Revision Tracking

A

Anand

Hello,
Using an A2k Database. Have a BOM table containing a primary key combined by
two columns - BOMID and RevNo. The RevNo column is to track revisions to the
BOM table. The system increments the RevNo column after each revision. The
BOMID column remains the same for all revisions.

The system works fine till I create child tables based on the BOM Table (For
eg. a Purchase Order Table). The child table references both BOMID and RevNo
as foreign keys. When a user revises a BOM the child record - referencing an
earlier revision - 'disappears' from reports. It does not stand to business
logic that a minor change in a BOM record (say, a change in Dwg Code which
does not affect the PO Table) means the Purchase Orders raised for the BOM
record become invalid and must be re-created or re-assigned the correct
foreign key.

Is there any way to work around this problem. What happens in Access is
technically correct but leads to practical difficulties.

TIA
Anand
 
R

Rick Brandt

Hello,
Using an A2k Database. Have a BOM table containing a primary key
combined by two columns - BOMID and RevNo. The RevNo column is to track
revisions to the BOM table. The system increments the RevNo column after
each revision. The BOMID column remains the same for all revisions.

The system works fine till I create child tables based on the BOM Table
(For eg. a Purchase Order Table). The child table references both BOMID
and RevNo as foreign keys. When a user revises a BOM the child record -
referencing an earlier revision - 'disappears' from reports. It does not
stand to business logic that a minor change in a BOM record (say, a
change in Dwg Code which does not affect the PO Table) means the
Purchase Orders raised for the BOM record become invalid and must be
re-created or re-assigned the correct foreign key.

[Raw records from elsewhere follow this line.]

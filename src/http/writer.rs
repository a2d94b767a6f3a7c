use std::io;

use tokio::io::{AsyncWrite, AsyncWriteExt};

use crate::http::headers::Headers;
use crate::http::response::StatusCode;

const HTTP_VERSION: &str = "HTTP/1.1";
const CRLF: &[u8] = b"\r\n";

/// Which part of the response a [`ResponseWriter`] expects next.
#[derive(Debug, Clone, Copy, PartialEq, Eq)]
pub enum WriterState {
    StatusLine,
    Header,
    Body,
    /// Reached only after the terminating chunk of a chunked body.
    Trailers,
    Done,
}

#[derive(Debug, thiserror::Error)]
pub enum WriteError {
    /// A write method was called out of order. This is a bug in the caller,
    /// never a network condition.
    #[error("unexpected writer state: expected {expected:?}, found {found:?}")]
    State {
        expected: WriterState,
        found: WriterState,
    },
    #[error("could not write response: {0}")]
    Io(#[from] io::Error),
}

/// Writes a response directly to a byte sink, enforcing the order
/// status line, headers, body, then (for chunked bodies) trailers.
///
/// Nothing is buffered: every call writes through to the sink. A call made
/// in the wrong state fails with [`WriteError::State`] and writes nothing.
///
/// ```ignore
/// let body = b"hello";
/// writer.write_status_line(StatusCode::OK).await?;
/// writer.write_headers(&default_headers(body.len())).await?;
/// writer.write_body(body).await?;
/// ```
pub struct ResponseWriter<W> {
    inner: W,
    state: WriterState,
}

impl<W> ResponseWriter<W>
where
    W: AsyncWrite + Unpin,
{
    pub fn new(inner: W) -> Self {
        Self {
            inner,
            state: WriterState::StatusLine,
        }
    }

    pub fn state(&self) -> WriterState {
        self.state
    }

    pub fn get_ref(&self) -> &W {
        &self.inner
    }

    pub fn into_inner(self) -> W {
        self.inner
    }

    /// Writes `HTTP/1.1 <code> <reason>\r\n`.
    pub async fn write_status_line(&mut self, status: StatusCode) -> Result<(), WriteError> {
        self.check_state(WriterState::StatusLine)?;

        let line = format!("{} {} {}\r\n", HTTP_VERSION, status.as_u16(), status.reason_phrase());
        self.inner.write_all(line.as_bytes()).await?;

        self.state = WriterState::Header;
        Ok(())
    }

    /// Writes every header as `key: value\r\n`, then the blank line.
    pub async fn write_headers(&mut self, headers: &Headers) -> Result<(), WriteError> {
        self.check_state(WriterState::Header)?;

        self.inner.write_all(&serialize_fields(headers, false)).await?;

        self.state = WriterState::Body;
        Ok(())
    }

    /// Writes raw body bytes. May be called repeatedly.
    pub async fn write_body(&mut self, body: &[u8]) -> Result<usize, WriteError> {
        self.check_state(WriterState::Body)?;

        self.inner.write_all(body).await?;
        Ok(body.len())
    }

    /// Writes one chunk: hex length, CRLF, data, CRLF.
    ///
    /// An empty slice writes nothing, since a zero-length chunk would end
    /// the body; use [`write_chunked_body_done`](Self::write_chunked_body_done)
    /// for that.
    pub async fn write_chunked_body(&mut self, chunk: &[u8]) -> Result<usize, WriteError> {
        self.check_state(WriterState::Body)?;

        if chunk.is_empty() {
            return Ok(0);
        }

        let size_line = format!("{:x}\r\n", chunk.len());
        self.inner.write_all(size_line.as_bytes()).await?;
        self.inner.write_all(chunk).await?;
        self.inner.write_all(CRLF).await?;
        Ok(chunk.len())
    }

    /// Writes the terminating `0\r\n` chunk and moves on to trailers.
    pub async fn write_chunked_body_done(&mut self) -> Result<usize, WriteError> {
        self.check_state(WriterState::Body)?;

        let last = b"0\r\n";
        self.inner.write_all(last).await?;

        self.state = WriterState::Trailers;
        Ok(last.len())
    }

    /// Writes trailer fields and the final blank line.
    pub async fn write_trailers(&mut self, trailers: &Headers) -> Result<(), WriteError> {
        self.check_state(WriterState::Trailers)?;

        self.inner.write_all(&serialize_fields(trailers, true)).await?;

        self.state = WriterState::Done;
        Ok(())
    }

    pub async fn flush(&mut self) -> Result<(), WriteError> {
        self.inner.flush().await?;
        Ok(())
    }

    fn check_state(&self, expected: WriterState) -> Result<(), WriteError> {
        if self.state != expected {
            return Err(WriteError::State {
                expected,
                found: self.state,
            });
        }
        Ok(())
    }
}

fn serialize_fields(fields: &Headers, normalize: bool) -> Vec<u8> {
    let mut buf = Vec::new();

    for (key, value) in fields {
        let (key, value) = if normalize {
            (key.trim().to_ascii_lowercase(), value.trim())
        } else {
            (key.to_string(), value)
        };
        buf.extend_from_slice(key.as_bytes());
        buf.extend_from_slice(b": ");
        buf.extend_from_slice(value.as_bytes());
        buf.extend_from_slice(CRLF);
    }

    // Header/body separator
    buf.extend_from_slice(CRLF);
    buf
}

#[cfg(test)]
mod tests {
    use super::*;
    use crate::http::response::default_headers;

    fn single(key: &str, value: &str) -> Headers {
        let mut headers = Headers::new();
        headers.add(key, value).unwrap();
        headers
    }

    #[tokio::test]
    async fn fixed_length_response() {
        let mut writer = ResponseWriter::new(Vec::new());
        let body = b"hello";

        let mut headers = default_headers(body.len());
        headers.remove("connection");
        headers.remove("content-type");

        writer.write_status_line(StatusCode::OK).await.unwrap();
        writer.write_headers(&headers).await.unwrap();
        writer.write_body(body).await.unwrap();

        assert_eq!(writer.state(), WriterState::Body);
        assert_eq!(
            writer.into_inner(),
            b"HTTP/1.1 200 OK\r\ncontent-length: 5\r\n\r\nhello".to_vec()
        );
    }

    #[tokio::test]
    async fn status_line_reason_phrases() {
        for (code, expected) in [
            (StatusCode::OK, "HTTP/1.1 200 OK\r\n"),
            (StatusCode::BAD_REQUEST, "HTTP/1.1 400 Bad Request\r\n"),
            (StatusCode::INTERNAL_SERVER_ERROR, "HTTP/1.1 500 Internal Server Error\r\n"),
            (StatusCode::from_u16(404), "HTTP/1.1 404 \r\n"),
        ] {
            let mut writer = ResponseWriter::new(Vec::new());
            writer.write_status_line(code).await.unwrap();
            assert_eq!(writer.into_inner(), expected.as_bytes());
        }
    }

    #[tokio::test]
    async fn body_before_status_line_is_rejected() {
        let mut writer = ResponseWriter::new(Vec::new());

        let err = writer.write_body(b"too early").await.unwrap_err();

        assert!(matches!(
            err,
            WriteError::State {
                expected: WriterState::Body,
                found: WriterState::StatusLine
            }
        ));
        assert!(writer.get_ref().is_empty());
    }

    #[tokio::test]
    async fn status_line_twice_is_rejected() {
        let mut writer = ResponseWriter::new(Vec::new());
        writer.write_status_line(StatusCode::OK).await.unwrap();

        assert!(matches!(
            writer.write_status_line(StatusCode::OK).await,
            Err(WriteError::State { .. })
        ));
        assert_eq!(writer.state(), WriterState::Header);
    }

    #[tokio::test]
    async fn trailers_require_chunked_terminator() {
        let mut writer = ResponseWriter::new(Vec::new());
        writer.write_status_line(StatusCode::OK).await.unwrap();
        writer.write_headers(&Headers::new()).await.unwrap();

        assert!(matches!(
            writer.write_trailers(&Headers::new()).await,
            Err(WriteError::State {
                expected: WriterState::Trailers,
                found: WriterState::Body
            })
        ));
    }

    #[tokio::test]
    async fn chunked_response_with_trailers() {
        let mut writer = ResponseWriter::new(Vec::new());

        writer.write_status_line(StatusCode::OK).await.unwrap();
        writer.write_headers(&single("Transfer-Encoding", "chunked")).await.unwrap();
        assert_eq!(writer.write_chunked_body(b"hello world!").await.unwrap(), 12);
        assert_eq!(writer.write_chunked_body(&[b'x'; 26]).await.unwrap(), 26);
        writer.write_chunked_body_done().await.unwrap();
        assert_eq!(writer.state(), WriterState::Trailers);
        writer.write_trailers(&single("X-Content-Length", "38")).await.unwrap();

        assert_eq!(writer.state(), WriterState::Done);
        let expected = [
            "HTTP/1.1 200 OK\r\n",
            "transfer-encoding: chunked\r\n",
            "\r\n",
            "c\r\nhello world!\r\n",
            "1a\r\n",
            &"x".repeat(26),
            "\r\n",
            "0\r\n",
            "x-content-length: 38\r\n",
            "\r\n",
        ]
        .concat();
        assert_eq!(String::from_utf8(writer.into_inner()).unwrap(), expected);
    }

    #[tokio::test]
    async fn empty_chunk_writes_nothing() {
        let mut writer = ResponseWriter::new(Vec::new());
        writer.write_status_line(StatusCode::OK).await.unwrap();
        writer.write_headers(&Headers::new()).await.unwrap();
        let before = writer.get_ref().len();

        assert_eq!(writer.write_chunked_body(b"").await.unwrap(), 0);
        assert_eq!(writer.get_ref().len(), before);
        assert_eq!(writer.state(), WriterState::Body);
    }

    #[tokio::test]
    async fn done_rejects_further_writes() {
        let mut writer = ResponseWriter::new(Vec::new());
        writer.write_status_line(StatusCode::OK).await.unwrap();
        writer.write_headers(&Headers::new()).await.unwrap();
        writer.write_chunked_body_done().await.unwrap();
        writer.write_trailers(&Headers::new()).await.unwrap();

        assert!(writer.write_chunked_body(b"late").await.is_err());
        assert!(writer.write_body(b"late").await.is_err());
        assert!(writer.get_ref().ends_with(b"0\r\n\r\n"));
    }
}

Is there any way to work around this problem. What happens in Access is
technically correct but leads to practical difficulties.

TIA
Anand

There is no requirement that the PK of one table must be the foreign key
in related tables. Just use the BOMID by itself for the relationship to
POs.
 
S

Steve

You ought to consider changing the design of your tables to:
TblBOM
BOMID
etc

TblBOMRevision
BOMRevisionID
BOMID
RevisionNum
RevisionDate
RevisionDesc

You have a one-to-many relationship between BOM and revision.

Steve
(e-mail address removed)
 
K

KARL DEWEY

Why not have a one-to-many from BOM to RevNo table? Then you would have n
problem of BOM to Orders.
 
A

Anand

Hello,
Thanks for the inputs. Will try it out. Still have some doubts about how
this will work out for further integration with other processes. Will check.